И в этих записях обращает внимание еще одно, может быть, самое главное обстоятельство. Интеллектуальная биография Л. Толстого невероятно динамична. Это не значит, что он менял свои взгляды каждый день или каждый год. Это значит, что его религиозно-философские взгляды далеко не всегда поддаются воспроизведению и тем более классификации с помощью стандартных процедур. Более чем за 50 лет (т. е. в период с конца 1850-х гг. до 1910 г.) они видоизменились. Наверное, у каждого, кто внимательно читает дневник Л. Толстого, в какой-то момент возникает раздражение от неопределенных, текучих, размытых формулировок. Писатель как будто не находит нужных слов, а если находит их сегодня, то может целиком отречься от них завтра или через неделю. За этой работой стоит не только беспомощность, которая всегда сопровождает любой духовный труд: искать адекватные выражения для опыта трансцендентного всегда трудно. Но здесь присутствует также и глубокая неудовлетворенность, которая в каком-то смысле была для Л. Толстого спасительным якорем. Ведь если бы он закоснел в каких-то окончательных формулировках, то его «богословие» не могло бы вызвать ничего, кроме тоски и сожаления. А именно такое впечатление часто складывается от чтения его философских трудов.

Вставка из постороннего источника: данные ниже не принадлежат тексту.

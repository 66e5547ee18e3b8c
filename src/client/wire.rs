//! Wire-format helpers for serde.
//!
//! hitbox.tv sends numbers as JSON strings and timestamps without a timezone.
//! These helpers do the per-field coercion for the public types.

use std::fmt::Display;
use std::str::FromStr;

use serde::{Deserialize, Deserializer, Serializer};

/// Layout of every timestamp the API returns, e.g. `2015-03-01 12:00:00`.
pub(crate) const TIMESTAMP_FORMAT: &str = "%Y-%m-%d %H:%M:%S";

/// Length of a timestamp in [`TIMESTAMP_FORMAT`].
pub(crate) const TIMESTAMP_LEN: usize = 19;

/// [`TIMESTAMP_FORMAT`] plus a fraction of a second when one is set.
pub(crate) const TIMESTAMP_FORMAT_FRACTIONAL: &str = "%Y-%m-%d %H:%M:%S%.f";

/// Nanoseconds from an optional `.ddddddddd` suffix after the seconds.
pub(crate) fn parse_fraction(fraction: &str) -> Option<u32> {
    if fraction.is_empty() {
        return Some(0);
    }
    let digits = fraction.strip_prefix('.')?;
    if digits.is_empty() || digits.len() > 9 || !digits.bytes().all(|b| b.is_ascii_digit()) {
        return None;
    }
    let value: u32 = digits.parse().ok()?;
    Some(value * 10u32.pow(9 - digits.len() as u32))
}

/// Integers encoded as JSON strings (`"42"`). `null` decodes to the default.
pub(crate) mod string_int {
    use super::*;

    pub fn deserialize<'de, D, T>(deserializer: D) -> Result<T, D::Error>
    where
        D: Deserializer<'de>,
        T: FromStr + Default,
        T::Err: Display,
    {
        match Option::<String>::deserialize(deserializer)? {
            Some(s) => s.parse().map_err(serde::de::Error::custom),
            None => Ok(T::default()),
        }
    }

    pub fn serialize<S, T>(value: &T, serializer: S) -> Result<S::Ok, S::Error>
    where
        S: Serializer,
        T: Display,
    {
        serializer.collect_str(value)
    }
}

/// Strings where `null` means empty.
pub(crate) fn nullable_string<'de, D>(deserializer: D) -> Result<String, D::Error>
where
    D: Deserializer<'de>,
{
    Ok(Option::<String>::deserialize(deserializer)?.unwrap_or_default())
}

Это свойство мысли Л. Толстого хорошо заметил И. М. Ивакин, домашний учитель детей писателя, находившийся одно время под сильным влиянием толстовских идей, но впоследствии отошедший от Л. Н. Толстого и вернувшийся в Православную Церковь. В своих воспоминаниях он много пишет и о учении Толстого в целом, и о его способах интерпретации Евангелия.
«…и в прежнее время <…> я не очень верил в правоту толстовских толкований Евангелия, являл, по словам самого Л. Н-ча, только “холодное сочувствие”, а теперь и вовсе разуверился – все в учении его как-то неясно, неопределенно, да во многих случаях он и сам не следует, чему учит. Все это заставляет видеть в нем человека только умственного, который быть руководителем в жизни не может. Он и сам, видимо, опутан сомнениями и страданиями, в сущности, не зная, как ему быть и что делать, а издали производит, конечно, бессознательно, такое впечатление, как будто сомнений нет и все для него ясно, и люди, помимо, впрочем, его воли, поддаваясь этому, идут к нему для решения недоумений и недоразумений».
При чтении дневника Л. Толстого нужно руководствоваться принципом, сформулированным американским славистом Р. Ф. Густафсоном: более позднее разъясняет более раннее, т. е. ранние идеи и высказывания должны восприниматься в контексте позднего творчества писателя. Об этом принципе мы будем помнить постоянно.
В целом, дневник Льва Толстого – это не просто текст. Это он сам, и он сам, по справедливому замечанию В. В. Бибихина, жив настолько, насколько может вести дневник: «Без записанной мысли этого человека нет»[72].